Exercise details:
Look through the material and copy each line holding "copied".

Dataset extract:
//! Reference table of relative sustainability scores per distance band.
//!
//! Rows are keyed by band (a multiple of the step, in km) and hold one
//! optional 0-10 score per mode column. Missing cells read as `None` and
//! the scorer treats them as zero.

pub mod loader;

pub use loader::{load_table, load_table_from_reader, TableSchema};

use serde::Serialize;
use std::collections::BTreeMap;

pub const BAND_COLUMN: &str = "distance_km";
pub const MIN_SCORE: f64 = 0.0;
pub const MAX_SCORE: f64 = 10.0;

#[derive(Debug, Clone, PartialEq)]
pub struct ScoreTable {
    step_km: u32,
    modes: Vec<String>,
    rows: BTreeMap<u32, Vec<Option<f64>>>,
    fingerprint: Option<String>,
}

/// Borrowed view of a single band's scores.
#[derive(Debug, Clone, Copy)]
pub struct ScoreRow<'a> {
    band_km: u32,
    modes: &'a [String],
    scores: &'a [Option<f64>],
}

impl ScoreRow<'_> {
    pub fn band_km(&self) -> u32 {
        self.band_km
    }

    pub fn score(&self, mode: &str) -> Option<f64> {
        self.modes
            .iter()
            .position(|column| column == mode)
            .and_then(|index| self.scores.get(index).copied().flatten())
    }
}

#[derive(Debug, Clone, PartialEq, Serialize)]
#[serde(rename_all = "camelCase")]
pub struct TableSummary {
    pub rows: usize,
    pub modes: Vec<String>,
    pub step_km: u32,
    pub first_band_km: Option<u32>,
    pub last_band_km: Option<u32>,
    pub missing_bands: usize,
    pub fingerprint: Option<String>,
}

impl ScoreTable {
    /// A table with no rows; every lookup misses.
    pub fn empty(step_km: u32) -> Self {
        Self {
            step_km,
            modes: Vec::new(),
            rows: BTreeMap::new(),
            fingerprint: None,
        }
    }

    /// Builds a table from in-memory rows. Scores are clamped into 0-10 and
    /// non-finite values become missing; later duplicates of a band win.
    pub fn from_rows<I>(step_km: u32, modes: Vec<String>, rows: I) -> Self
    where
        I: IntoIterator<Item = (u32, Vec<Option<f64>>)>,
    {
        let rows = rows
            .into_iter()
            .map(|(band_km, scores)| {
                let scores = scores
                    .into_iter()
                    .map(|score| score.and_then(normalize_score))
                    .collect();
                (band_km, scores)
            })
            .collect();
        Self {
            step_km,
            modes,
            rows,
            fingerprint: None,
        }
    }

    pub(crate) fn with_fingerprint(mut self, fingerprint: String) -> Self {
        self.fingerprint = Some(fingerprint);
        self
    }

    pub fn step_km(&self) -> u32 {
        self.step_km
    }

    pub fn modes(&self) -> &[String] {
        &self.modes
    }

    pub fn has_mode(&self, mode: &str) -> bool {
        self.modes.iter().any(|column| column == mode)
    }

    pub fn len(&self) -> usize {
        self.rows.len()
    }

    pub fn is_empty(&self) -> bool {
        self.rows.is_empty()
    }

    pub fn fingerprint(&self) -> Option<&str> {
        self.fingerprint.as_deref()
    }

    pub fn row(&self, band_km: u32) -> Option<ScoreRow<'_>> {
        self.rows.get(&band_km).map(|scores| ScoreRow {
            band_km,
            modes: &self.modes,
            scores,
        })
    }

    /// Number of step multiples in `0..=max_band_km` without a row.
    pub fn missing_bands(&self, max_band_km: u32) -> usize {
        if self.step_km == 0 {
            return 0;
        }
        (0..=max_band_km)
            .step_by(self.step_km as usize)
            .filter(|band| !self.rows.contains_key(band))
            .count()
    }

    pub fn summary(&self, max_band_km: u32) -> TableSummary {
        TableSummary {
            rows: self.len(),
            modes: self.modes.clone(),
            step_km: self.step_km,
            first_band_km: self.rows.keys().next().copied(),
            last_band_km: self.rows.keys().next_back().copied(),
            missing_bands: self.missing_bands(max_band_km),
            fingerprint: self.fingerprint.clone(),
        }
    }
}

pub(crate) fn normalize_score(score: f64) -> Option<f64> {
    score
        .is_finite()
        .then(|| score.clamp(MIN_SCORE, MAX_SCORE))
}
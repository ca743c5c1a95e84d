use serde::Serialize;

pub fn to_json<T: Serialize>(value: &T) -> Result<String, serde_json::Error> {
    serde_json::to_string_pretty(value)
}
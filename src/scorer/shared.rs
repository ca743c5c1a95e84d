use super::Scorer;
use crate::error::ResourceLoadError;
use crate::table::load_table;
use crate::types::outcome::{Assessment, ScoreResult};
use std::path::Path;
use std::sync::{Arc, PoisonError, RwLock};
use tracing::info;

/// Scorer handle that can swap in a freshly loaded table while requests are
/// in flight. Callers score against an `Arc` snapshot, so a reload is never
/// observed half-applied.
#[derive(Debug)]
pub struct SharedScorer {
    current: RwLock<Arc<Scorer>>,
}

impl SharedScorer {
    pub fn new(scorer: Scorer) -> Self {
        Self {
            current: RwLock::new(Arc::new(scorer)),
        }
    }

    pub fn snapshot(&self) -> Arc<Scorer> {
        let guard = self.current.read().unwrap_or_else(PoisonError::into_inner);
        Arc::clone(&*guard)
    }

    /// Installs `scorer` and returns the one it replaced.
    pub fn replace(&self, scorer: Scorer) -> Arc<Scorer> {
        let mut guard = self.current.write().unwrap_or_else(PoisonError::into_inner);
        std::mem::replace(&mut *guard, Arc::new(scorer))
    }

    /// Loads `path` with the current settings and swaps it in. The previous
    /// table stays active when loading fails.
    pub fn reload(&self, path: &Path) -> Result<Arc<Scorer>, ResourceLoadError> {
        let settings = self.snapshot().settings().clone();
        let table = load_table(path, &settings.table_schema())?;
        let scorer = Arc::new(Scorer::new(Arc::new(table), settings));
        {
            let mut guard = self.current.write().unwrap_or_else(PoisonError::into_inner);
            *guard = Arc::clone(&scorer);
        }
        info!(
            path = %path.display(),
            fingerprint = scorer.table().fingerprint().unwrap_or_default(),
            "score table reloaded"
        );
        Ok(scorer)
    }

    pub fn score_transport(&self, mode: &str, distance_km: f64) -> ScoreResult {
        self.snapshot().score_transport(mode, distance_km)
    }

    pub fn assess(&self, mode: &str, distance_km: f64) -> Assessment {
        self.snapshot().assess(mode, distance_km)
    }
}
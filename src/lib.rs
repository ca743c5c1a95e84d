//! Transport scoring engine for susCoin.
//!
//! Loads a reference table of relative sustainability scores per distance
//! band, then turns `(mode, distance)` into a 0-10 score, a coin reward and
//! the CO2e saved against a baseline mode.
//!
//! ```no_run
//! use std::path::Path;
//! use std::sync::Arc;
//! use suscoin::{load_table, Scorer, ScorerSettings};
//!
//! let settings = ScorerSettings::default();
//! let table = load_table(
//!     Path::new("data/transport_scores_0to2500km_step5.csv"),
//!     &settings.table_schema(),
//! )
//! .expect("score table should load");
//! let scorer = Scorer::new(Arc::new(table), settings);
//! let result = scorer.score_transport("bike", 12.0);
//! println!("{} coins", result.coins);
//! ```

pub mod batch;
pub mod config;
pub mod error;
pub mod report;
pub mod scorer;
pub mod table;
pub mod types;

pub use error::{ResourceLoadError, Result, SuscoinError};
pub use scorer::{band_km, Scorer, ScorerSettings, SharedScorer};
pub use table::{load_table, load_table_from_reader, ScoreTable, TableSchema};
pub use types::emission::EmissionFactors;
pub use types::outcome::{Assessment, NotViableReason, ScoreResult};
pub use types::rules::{DistanceRule, ModeRules};
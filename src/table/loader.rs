use super::{normalize_score, ScoreTable, BAND_COLUMN, MAX_SCORE, MIN_SCORE};
use crate::error::ResourceLoadError;
use crate::types::config::EconomySettings;
use crate::types::emission::EmissionFactors;
use sha2::{Digest, Sha256};
use std::collections::{BTreeMap, BTreeSet, HashSet};
use std::io::Read;
use std::path::Path;
use tracing::{debug, info, warn};

/// Shape a score table resource must have.
#[derive(Debug, Clone, PartialEq)]
pub struct TableSchema {
    pub band_column: String,
    pub step_km: u32,
    pub max_band_km: u32,
    pub known_modes: BTreeSet<String>,
}

impl TableSchema {
    pub fn new(economy: EconomySettings, factors: &EmissionFactors) -> Self {
        Self {
            band_column: BAND_COLUMN.to_string(),
            step_km: economy.step_km,
            max_band_km: economy.max_band_km,
            known_modes: factors.modes().map(str::to_string).collect(),
        }
    }
}

pub fn load_table(path: &Path, schema: &TableSchema) -> Result<ScoreTable, ResourceLoadError> {
    let source = path.display().to_string();
    if !path.exists() {
        return Err(ResourceLoadError::NotFound(source));
    }
    let bytes = std::fs::read(path).map_err(|source_err| ResourceLoadError::Unreadable {
        path: source.clone(),
        source: source_err,
    })?;
    parse_bytes(&bytes, &source, schema)
}

/// Loads a table from any reader; `source` names it in errors and logs.
pub fn load_table_from_reader<R: Read>(
    mut reader: R,
    source: &str,
    schema: &TableSchema,
) -> Result<ScoreTable, ResourceLoadError> {
    let mut bytes = Vec::new();
    reader
        .read_to_end(&mut bytes)
        .map_err(|source_err| ResourceLoadError::Unreadable {
            path: source.to_string(),
            source: source_err,
        })?;
    parse_bytes(&bytes, source, schema)
}

fn parse_bytes(
    bytes: &[u8],
    source: &str,
    schema: &TableSchema,
) -> Result<ScoreTable, ResourceLoadError> {
    if schema.step_km == 0 {
        return Err(ResourceLoadError::Malformed(format!(
            "{source}: band step must be greater than 0"
        )));
    }

    let mut reader = csv::ReaderBuilder::new()
        .has_headers(true)
        .trim(csv::Trim::All)
        .from_reader(bytes);

    let headers = reader
        .headers()
        .map_err(|e| ResourceLoadError::Malformed(format!("{source}: {e}")))?
        .clone();
    let mut columns = headers.iter();
    match columns.next() {
        None => return Err(ResourceLoadError::Empty(source.to_string())),
        Some(column) if column == schema.band_column => {}
        Some(other) => {
            return Err(ResourceLoadError::Malformed(format!(
                "{source}: first column must be '{}' (found '{other}')",
                schema.band_column
            )));
        }
    }

    let modes = columns.map(str::to_string).collect::<Vec<_>>();
    validate_mode_columns(&modes, source, schema)?;

    let mut rows = BTreeMap::new();
    let mut missing_cells = 0usize;
    let mut clamped_cells = 0usize;
    for record in reader.records() {
        let record = record.map_err(|e| ResourceLoadError::Malformed(format!("{source}: {e}")))?;
        let line = record.position().map(|position| position.line()).unwrap_or(0);
        let raw_band = record.get(0).unwrap_or_default();
        let band_km = parse_band(raw_band, schema)
            .map_err(|reason| ResourceLoadError::Malformed(format!("{source}:{line}: {reason}")))?;

        let scores = record
            .iter()
            .skip(1)
            .map(|cell| match cell.parse::<f64>() {
                Ok(value) if value.is_finite() => {
                    if !(MIN_SCORE..=MAX_SCORE).contains(&value) {
                        clamped_cells += 1;
                    }
                    normalize_score(value)
                }
                _ => {
                    missing_cells += 1;
                    None
                }
            })
            .collect::<Vec<_>>();

        if rows.insert(band_km, scores).is_some() {
            return Err(ResourceLoadError::Malformed(format!(
                "{source}:{line}: duplicate band {band_km}"
            )));
        }
    }

    if rows.is_empty() {
        return Err(ResourceLoadError::Empty(source.to_string()));
    }

    let table = ScoreTable::from_rows(schema.step_km, modes, rows)
        .with_fingerprint(sha256_hex(bytes));

    if missing_cells > 0 {
        debug!(source, missing_cells, "non-numeric score cells read as 0");
    }
    if clamped_cells > 0 {
        warn!(source, clamped_cells, "score cells outside 0-10 were clamped");
    }
    let missing_bands = table.missing_bands(schema.max_band_km);
    if missing_bands > 0 {
        warn!(
            source,
            missing_bands,
            max_band_km = schema.max_band_km,
            "score table does not cover every band; lookups there score zero"
        );
    }
    info!(
        source,
        rows = table.len(),
        modes = table.modes().len(),
        fingerprint = table.fingerprint().unwrap_or_default(),
        "score table loaded"
    );

    Ok(table)
}

fn validate_mode_columns(
    modes: &[String],
    source: &str,
    schema: &TableSchema,
) -> Result<(), ResourceLoadError> {
    if modes.is_empty() {
        return Err(ResourceLoadError::Malformed(format!(
            "{source}: no mode columns after '{}'",
            schema.band_column
        )));
    }

    let mut seen = HashSet::new();
    for mode in modes {
        if mode.is_empty() {
            return Err(ResourceLoadError::Malformed(format!(
                "{source}: empty mode column name"
            )));
        }
        if !schema.known_modes.contains(mode) {
            return Err(ResourceLoadError::Malformed(format!(
                "{source}: unknown mode column '{mode}'"
            )));
        }
        if !seen.insert(mode.as_str()) {
            return Err(ResourceLoadError::Malformed(format!(
                "{source}: duplicate mode column '{mode}'"
            )));
        }
    }
    Ok(())
}

fn parse_band(raw: &str, schema: &TableSchema) -> Result<u32, String> {
    let value = raw
        .parse::<f64>()
        .map_err(|_| format!("band '{raw}' is not a number"))?;
    if !value.is_finite() || value < 0.0 || value.fract() != 0.0 {
        return Err(format!("band '{raw}' must be a non-negative integer"));
    }
    if value > f64::from(schema.max_band_km) {
        return Err(format!(
            "band {raw} exceeds the maximum band {}",
            schema.max_band_km
        ));
    }
    let band_km = value as u32;
    if band_km % schema.step_km != 0 {
        return Err(format!(
            "band {band_km} is not a multiple of {}",
            schema.step_km
        ));
    }
    Ok(band_km)
}

fn sha256_hex(bytes: &[u8]) -> String {
    let digest = Sha256::digest(bytes);
    format!("{digest:x}")
}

Task output:
            .and_then(|index| self.scores.get(index).copied().flatten())
            first_band_km: self.rows.keys().next().copied(),
            last_band_km: self.rows.keys().next_back().copied(),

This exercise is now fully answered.